FILIPENDULA, OR DROP-WORT
Descript : This sends forth many leaves, some larger, some smaller, set on each side of a middle rib, and each of them dented about the edges, somewhat resembling wild Tansy, or rather Agrimony, but harder in handling; among which rise up one or more stalks, two or three feet high, with the leaves growing thereon, and sometimes also divided into other branches spreading at the top into many white, sweet-smelling flowers, consisting of five leaves a-piece, with some threads in the middle of them, standing together in a pith or umble, each upon a small foot stalk, which after they have been blown upon a good while, do fall away, and in their places appear small, round, chaffy heads like buttons, wherein are the chaffy seeds set and placed. The root consists of many small, black, tuberous pieces, fastened together by many small, long, blackish strings, which run from one to another.

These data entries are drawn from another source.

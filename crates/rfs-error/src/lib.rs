#![forbid(unsafe_code)]
//! Error types for the RingFS journal.
//!
//! # Error Taxonomy
//!
//! The journal uses a two-layer error model:
//!
//! | Layer | Type | Crate | Purpose |
//! |-------|------|-------|---------|
//! | Parsing | `ParseError` | `rfs-types` | On-disk format violations detected during byte parsing |
//! | Runtime | `WalError` | `rfs-error` (this crate) | User-facing errors for filesystem and API consumers |
//!
//! ## Mapping Policy: ParseError → WalError
//!
//! `rfs-error` is intentionally independent of `rfs-types` to avoid cyclic
//! dependencies. The conversion from `ParseError` to `WalError` happens at
//! the codec boundaries in `rfs-journal`:
//!
//! | ParseError Variant | WalError Variant | Rationale |
//! |--------------------|------------------|-----------|
//! | `InsufficientData` | `Corruption { offset, detail }` | Truncated log records indicate a damaged log |
//! | `InvalidMagic` | `Format(detail)` | Wrong tag means this is not a journal header |
//! | `InvalidField` | `Format` / `InvalidGeometry` | Mount-time validation adds context from field+reason |
//! | `IntegerConversion` | `Corruption { offset, detail }` | Overflow in parsed values suggests corruption |
//!
//! During recovery (reading a live log) prefer `Corruption` with the log
//! offset so the failure can be located; during configuration validation
//! prefer `Format` or `InvalidGeometry`.
//!
//! ## Retry Semantics
//!
//! Exactly one variant is transient: [`WalError::LedgerFull`], returned when
//! the deallocation ledger hits its limit without the force flag. The caller
//! is expected to flush the journal and retry; [`WalError::is_retryable`]
//! encodes this so callers do not match on variants.
//!
//! A failed asynchronous metadata write poisons the journal: all subsequent
//! waits for log space report `Io`, and the error does not clear until the
//! journal is stopped.

use thiserror::Error;

/// Unified error type for all journal operations.
///
/// Internal errors (e.g. `ParseError` from `rfs-types`) are converted into
/// `WalError` at crate boundaries.
#[derive(Debug, Error)]
pub enum WalError {
    /// Operating system I/O error (wraps `std::io::Error`).
    ///
    /// Also reported by operations that wait on log space after an
    /// asynchronous metadata write has failed, since the log can no
    /// longer make progress.
    #[error("I/O error: {0}")]
    Io(#[from] std::io::Error),

    /// Log record corruption detected at a known log offset.
    #[error("corrupt log record at offset {offset}: {detail}")]
    Corruption { offset: u64, detail: String },

    /// Invalid on-disk format (wrong header tag, unknown record kind,
    /// unsupported version).
    #[error("invalid log format: {0}")]
    Format(String),

    /// Journal geometry is invalid or out of the supported range.
    ///
    /// Rejected at start time: non-power-of-two block sizes, a region too
    /// small for the reserved header blocks, or a replay context whose
    /// geometry does not match the log being opened.
    #[error("invalid geometry: {0}")]
    InvalidGeometry(String),

    /// A configuration this build does not support.
    ///
    /// Currently: a log device block size larger than the filesystem
    /// block size.
    #[error("unsupported configuration: {0}")]
    Unsupported(String),

    /// The log region cannot hold a maximal transaction.
    #[error("log region too small: {0} bytes")]
    TooSmall(u64),

    /// The deallocation ledger is at its limit.
    ///
    /// Transient: flush the journal and retry the registration.
    #[error("deallocation ledger full: {count} >= {limit}")]
    LedgerFull { count: usize, limit: usize },

    /// The journal cannot be stopped in its current state.
    #[error("journal busy: {0}")]
    Busy(String),

    /// Device write attempted on a read-only device.
    #[error("read-only device")]
    ReadOnly,

    /// Out-of-bounds device access.
    #[error("device access out of bounds: offset={offset} len={len} device_len={device_len}")]
    OutOfBounds {
        offset: u64,
        len: usize,
        device_len: u64,
    },
}

impl WalError {
    /// Whether the operation may succeed if retried after a flush.
    #[must_use]
    pub fn is_retryable(&self) -> bool {
        matches!(self, Self::LedgerFull { .. })
    }
}

/// Result alias using `WalError`.
pub type Result<T> = std::result::Result<T, WalError>;

#[cfg(test)]
mod tests {
    use super::*;

    #[test]
    fn display_formatting() {
        let err = WalError::Corruption {
            offset: 3072,
            detail: "record length mismatch".into(),
        };
        assert_eq!(
            err.to_string(),
            "corrupt log record at offset 3072: record length mismatch"
        );

        let full = WalError::LedgerFull {
            count: 64,
            limit: 64,
        };
        assert_eq!(full.to_string(), "deallocation ledger full: 64 >= 64");

        let geom = WalError::InvalidGeometry("fs block smaller than log block".into());
        assert!(geom.to_string().contains("invalid geometry"));

        let oob = WalError::OutOfBounds {
            offset: 4096,
            len: 512,
            device_len: 4096,
        };
        assert!(oob.to_string().contains("out of bounds"));
    }

    #[test]
    fn only_ledger_full_is_retryable() {
        assert!(WalError::LedgerFull { count: 1, limit: 1 }.is_retryable());
        assert!(!WalError::ReadOnly.is_retryable());
        assert!(!WalError::Io(std::io::Error::other("x")).is_retryable());
        assert!(!WalError::Format("x".into()).is_retryable());
        assert!(!WalError::Busy("unlinked inodes".into()).is_retryable());
    }

    #[test]
    fn io_error_converts() {
        fn inner() -> Result<()> {
            Err(std::io::Error::other("boom"))?;
            Ok(())
        }
        assert!(matches!(inner(), Err(WalError::Io(_))));
    }
}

Place : It grows in many places of this land, in the corners of dry fields and meadows, and the hedge sides.
Time : They flower in June and July, and their seed is ripe in August.
Government and virtues : It is under the dominion of Venus. It effectually opens the passages of the urine, helps the stranguary; the stone in the kidneys or bladder, the gravel, and all other pains of the bladder and reins, by taking the roots in powder, or a decoction of them in white wine, with a little honey. The roots made into powder, and mixed with honey in the form of an electuary, doth much help them whose stomachs are swollen, dissolving and breaking the wind which was the cause thereof; and is also very effectual for all the diseases of the lungs, as shortness of breath, wheezing, hoarseness of the throat, and the cough; and to expectorate tough phlegm, or any other parts thereabout.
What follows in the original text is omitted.